A BTB, or Bone-Tendon-Bone, Patellar Graft would be taking a portion of the patellar tendon, as well as portions of the bony attachments. The patellar tendon is the distal half of the quadriceps tendon. The quadriceps, more commonly known as the "quads", are a group of 4 muscles on the front of thigh that extend (straighten) the knee, and assist to flex the hip (i.e. doing high knees). The insert on a common tendon, the quadriceps tendon, and head distally. This tendon envelopes the patella, or the knee cap, a sesamoid bone that is otherwise not attached to the body. Distal to the patella, the quadriceps tendon now becomes the patellar tendon before inserting on the shin bone.  This portion of the quadriceps tendon will be the graft.  Bone-tendon-bone means the surgeon will not only harvest the middle 1/3 of the patellar tendon, but will also harvest small pieces of the patella and shin bone to serve as bony attachments to enhance recovery, as the small pieces of the bone will start to regrow into the bone they're going to be surgically attached to. 
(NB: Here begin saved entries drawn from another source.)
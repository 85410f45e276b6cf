//! HTTP host adapter: binds the worker to a listening socket.
//!
//! Every inbound request funnels through [`Worker::handle_fetch`]; control
//! endpoints under `/_shelf/` expose the message channel, status, and push
//! delivery. Two background loops run alongside the server: periodic cache
//! cleanup and the outbox sync scheduler.

use axum::body::{Body, Bytes};
use axum::extract::State;
use axum::http::{Request, Response, StatusCode};
use axum::response::IntoResponse;
use axum::routing::{get, post};
use axum::{Json, Router};
use color_eyre::{eyre::eyre, Result};
use std::net::SocketAddr;
use std::sync::Arc;
use std::time::Duration;
use tokio::net::TcpListener;
use tracing::{debug, error, info, warn};
use url::Url;

use crate::net::{FetchRequest, FetchResponse, HttpNetwork, Network};
use crate::registry::SyncTask;
use crate::worker::{FetchOutcome, Message, Worker};

/// Request body cap for intercepted and control-channel requests.
const MAX_BODY_BYTES: usize = 4 * 1024 * 1024;

/// How often the sync scheduler polls the outbox stores.
const SYNC_POLL_SECS: u64 = 30;

pub type SharedWorker = Arc<Worker<HttpNetwork>>;

/// Serve the worker until the process is stopped.
pub async fn serve(
  worker: SharedWorker,
  listen: SocketAddr,
  cleanup_interval: Duration,
) -> Result<()> {
  spawn_maintenance(Arc::clone(&worker), cleanup_interval);
  spawn_sync_scheduler(Arc::clone(&worker));

  let app = router(worker);

  let listener = TcpListener::bind(listen)
    .await
    .map_err(|e| eyre!("Failed to bind {}: {}", listen, e))?;
  info!(%listen, "listening");

  axum::serve(listener, app)
    .await
    .map_err(|e| eyre!("Server error: {}", e))
}

fn router<N: Network + 'static>(worker: Arc<Worker<N>>) -> Router {
  Router::new()
    .route("/_shelf/status", get(status))
    .route("/_shelf/message", post(message))
    .route("/_shelf/push", post(push))
    .fallback(intercept)
    .with_state(worker)
}

async fn status<N: Network + 'static>(State(worker): State<Arc<Worker<N>>>) -> Response<Body> {
  match worker.status() {
    Ok(status) => Json(status).into_response(),
    Err(err) => {
      error!("status query failed: {err:#}");
      StatusCode::INTERNAL_SERVER_ERROR.into_response()
    }
  }
}

async fn message<N: Network + 'static>(
  State(worker): State<Arc<Worker<N>>>,
  Json(message): Json<Message>,
) -> Response<Body> {
  match worker.handle_message(message).await {
    Ok(Some(reply)) => Json(reply).into_response(),
    Ok(None) => StatusCode::ACCEPTED.into_response(),
    Err(err) => {
      error!("message handling failed: {err:#}");
      StatusCode::INTERNAL_SERVER_ERROR.into_response()
    }
  }
}

/// Push delivery: map the raw payload to the notification to display.
async fn push<N: Network + 'static>(
  State(worker): State<Arc<Worker<N>>>,
  body: Bytes,
) -> Response<Body> {
  Json(worker.handle_push(&body)).into_response()
}

/// The fetch interception path: convert, classify, resolve, replay.
async fn intercept<N: Network + 'static>(
  State(worker): State<Arc<Worker<N>>>,
  request: Request<Body>,
) -> Response<Body> {
  let fetch = match to_fetch_request(request, worker.registry().origin.clone()).await {
    Ok(fetch) => fetch,
    Err(err) => {
      warn!("rejected inbound request: {err:#}");
      return StatusCode::BAD_REQUEST.into_response();
    }
  };

  let result = match worker.handle_fetch(&fetch).await {
    Ok(FetchOutcome::Response(response)) => Ok(response),
    Ok(FetchOutcome::Skip) => {
      debug!(url = %fetch.url, "passing request through uncached");
      worker.forward(&fetch).await
    }
    Err(err) => Err(err),
  };

  match result {
    Ok(response) => to_axum_response(response),
    Err(err) => {
      error!(url = %fetch.url, "fetch failed: {err:#}");
      StatusCode::BAD_GATEWAY.into_response()
    }
  }
}

/// Convert an inbound hyper request into the worker's request model.
///
/// Absolute-form URIs (proxy style) are taken as-is; origin-form paths are
/// resolved against the configured upstream origin.
async fn to_fetch_request(request: Request<Body>, origin: Url) -> Result<FetchRequest> {
  let (parts, body) = request.into_parts();

  let url = if parts.uri.scheme().is_some() {
    Url::parse(&parts.uri.to_string()).map_err(|e| eyre!("Invalid request URI: {}", e))?
  } else {
    let path_and_query = parts
      .uri
      .path_and_query()
      .map(|pq| pq.as_str())
      .unwrap_or("/");
    origin
      .join(path_and_query)
      .map_err(|e| eyre!("Cannot resolve {} against upstream: {}", path_and_query, e))?
  };

  let body = axum::body::to_bytes(body, MAX_BODY_BYTES)
    .await
    .map_err(|e| eyre!("Failed to read request body: {}", e))?;

  Ok(FetchRequest {
    method: parts.method,
    url,
    headers: parts.headers,
    body: body.to_vec(),
  })
}

/// Replay a stored or fetched response to the client.
///
/// Hop-by-hop headers are dropped; the body is served from the snapshot, so
/// the original transfer framing no longer applies.
fn to_axum_response(response: FetchResponse) -> Response<Body> {
  let mut builder = Response::builder().status(response.status);
  for (name, value) in &response.headers {
    if matches!(
      name.to_ascii_lowercase().as_str(),
      "transfer-encoding" | "connection" | "content-length"
    ) {
      continue;
    }
    builder = builder.header(name, value);
  }
  builder
    .body(Body::from(response.body))
    .unwrap_or_else(|_| StatusCode::INTERNAL_SERVER_ERROR.into_response())
}

/// Periodic eviction across all partitions.
fn spawn_maintenance(worker: SharedWorker, interval: Duration) {
  tokio::spawn(async move {
    let mut ticker = tokio::time::interval(interval);
    ticker.set_missed_tick_behavior(tokio::time::MissedTickBehavior::Delay);
    ticker.tick().await;
    loop {
      ticker.tick().await;
      match worker.cleanup() {
        Ok(removed) if removed > 0 => info!(removed, "cache-cleanup pass finished"),
        Ok(_) => debug!("cache-cleanup pass finished, nothing to remove"),
        Err(err) => warn!("cache-cleanup failed: {err:#}"),
      }
    }
  });
}

/// Poll the outbox stores and drain them when items are waiting.
fn spawn_sync_scheduler(worker: SharedWorker) {
  tokio::spawn(async move {
    let mut ticker = tokio::time::interval(Duration::from_secs(SYNC_POLL_SECS));
    ticker.set_missed_tick_behavior(tokio::time::MissedTickBehavior::Delay);
    ticker.tick().await;
    loop {
      ticker.tick().await;
      let tasks: Vec<SyncTask> = worker.registry().sync_tasks.clone();
      for task in tasks {
        let pending = match worker.pending(task.store) {
          Ok(count) => count,
          Err(err) => {
            warn!(tag = task.tag.as_str(), "pending check failed: {err:#}");
            continue;
          }
        };
        if pending == 0 {
          continue;
        }
        run_with_retry(&worker, &task).await;
      }
    }
  });
}

/// One scheduled sync run, retried within the task descriptor's bounds.
/// Returns whether the run delivered; an exhausted window is escalated to the
/// log since items stay queued and the next poll will try again.
async fn run_with_retry<N: Network + 'static>(worker: &Worker<N>, task: &SyncTask) -> bool {
  for attempt in 1..=task.max_retries {
    match worker.handle_sync(&task.tag).await {
      Ok(delivered) => {
        if delivered > 0 {
          info!(tag = task.tag.as_str(), delivered, "sync run delivered items");
        }
        return true;
      }
      Err(err) => {
        warn!(
          tag = task.tag.as_str(),
          attempt,
          max = task.max_retries,
          "sync run failed: {err:#}"
        );
        if attempt < task.max_retries {
          tokio::time::sleep(task.retry_delay).await;
        }
      }
    }
  }
  let queued = worker.pending(task.store).unwrap_or(0);
  error!(
    tag = task.tag.as_str(),
    queued, "sync retries exhausted; items remain queued until the endpoint recovers"
  );
  false
}

#[cfg(test)]
mod tests {
  use super::*;
  use crate::cache::store::CacheStore;
  use crate::net::mock::MockNetwork;
  use crate::outbox::{Outbox, StoreName};
  use crate::registry::test_registry;
  use serde_json::json;

  fn worker() -> Arc<Worker<MockNetwork>> {
    Arc::new(Worker::new(
      test_registry("v1"),
      CacheStore::open_in_memory().unwrap(),
      Outbox::open_in_memory().unwrap(),
      MockNetwork::new(),
    ))
  }

  async fn body_json(response: Response<Body>) -> serde_json::Value {
    let bytes = axum::body::to_bytes(response.into_body(), MAX_BODY_BYTES)
      .await
      .unwrap();
    serde_json::from_slice(&bytes).unwrap()
  }

  #[tokio::test]
  async fn test_push_route_returns_notification() {
    let worker = worker();
    let payload = Bytes::from_static(br#"{"body": "Sale ends tonight", "url": "/offers"}"#);

    let response = push(State(worker), payload).await;

    assert_eq!(response.status(), StatusCode::OK);
    let notification = body_json(response).await;
    assert_eq!(notification["title"], "Shelf");
    assert_eq!(notification["body"], "Sale ends tonight");
    assert_eq!(notification["url"], "/offers");
    assert_eq!(notification["vibrate"], json!([100, 50, 100]));
  }

  #[tokio::test]
  async fn test_push_route_defaults_on_malformed_payload() {
    let worker = worker();
    let response = push(State(worker), Bytes::from_static(b"not json")).await;

    assert_eq!(response.status(), StatusCode::OK);
    let notification = body_json(response).await;
    assert_eq!(notification["url"], "/");
  }

  #[tokio::test]
  async fn test_sync_retry_stops_at_descriptor_bound() {
    let worker = worker();
    worker
      .handle_message(Message::CacheAnalytics {
        payload: json!({"event": "pageview"}),
      })
      .await
      .unwrap();

    // Endpoint never recovers; the attempt count must not exceed the bound.
    let task = SyncTask {
      tag: "analytics-sync".to_string(),
      store: StoreName::Analytics,
      endpoint: "/api/analytics".to_string(),
      max_retries: 3,
      retry_delay: Duration::ZERO,
    };
    worker.network().set_offline(true);

    let delivered = run_with_retry(&worker, &task).await;

    assert!(!delivered);
    assert_eq!(worker.network().call_count(), 3);
    assert_eq!(worker.pending(StoreName::Analytics).unwrap(), 1);
  }

  #[tokio::test]
  async fn test_retry_returns_after_first_success() {
    let worker = worker();
    worker
      .handle_message(Message::CacheAnalytics {
        payload: json!({"event": "pageview"}),
      })
      .await
      .unwrap();
    worker
      .network()
      .route("https://app.example/api/analytics", 200, b"ok");

    let task = SyncTask {
      tag: "analytics-sync".to_string(),
      store: StoreName::Analytics,
      endpoint: "/api/analytics".to_string(),
      max_retries: 3,
      retry_delay: Duration::ZERO,
    };

    let delivered = run_with_retry(&worker, &task).await;

    assert!(delivered);
    assert_eq!(worker.network().call_count(), 1);
    assert_eq!(worker.pending(StoreName::Analytics).unwrap(), 0);
  }
}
Hamstring v. Patellar Tendon

Both surgical procedures have a 90-95% success rate, meaning the likelihood of a second rupture is only around 5-10%. Done correctly and given no extraneous circumstances, either option is going to be enough to get back to doing what you love.  Hamstring repairs are now done in Kansas City entirely arthroscopically, meaning the incisions are going to be very minimal - and recovery is faster, and less painful because the incisions will heal before the patient is out of the post-surgical brace. Patellar tendon repairs, however, are typically a little stronger, but take longer to recover from. The incision is typically about 4 inches long, which will take weeks to heal properly - potentially even after the post-surgical brace is removed. 

When an athlete decides, it will be up to them to choose a surgeon to will give them the best chance of a successful surgery, whilst limiting them to as little time as possible out of the game. Hamstring tendon repairs typically get patients back to doing what they love a little faster, by maybe a few weeks, but do come with a slightly higher risk, inching closer to that 90% success rate, respectfully, compared to the impressive 95% success rate of the patellar tendon repair. Both will take around 6 months to be cleared from therapy and return to sports, and will take around 12 months for the patient to feel back to 100%.  Surgeons will likely recommend athletes wear an ACL supporting brace, but are worn at the discretion of the athlete.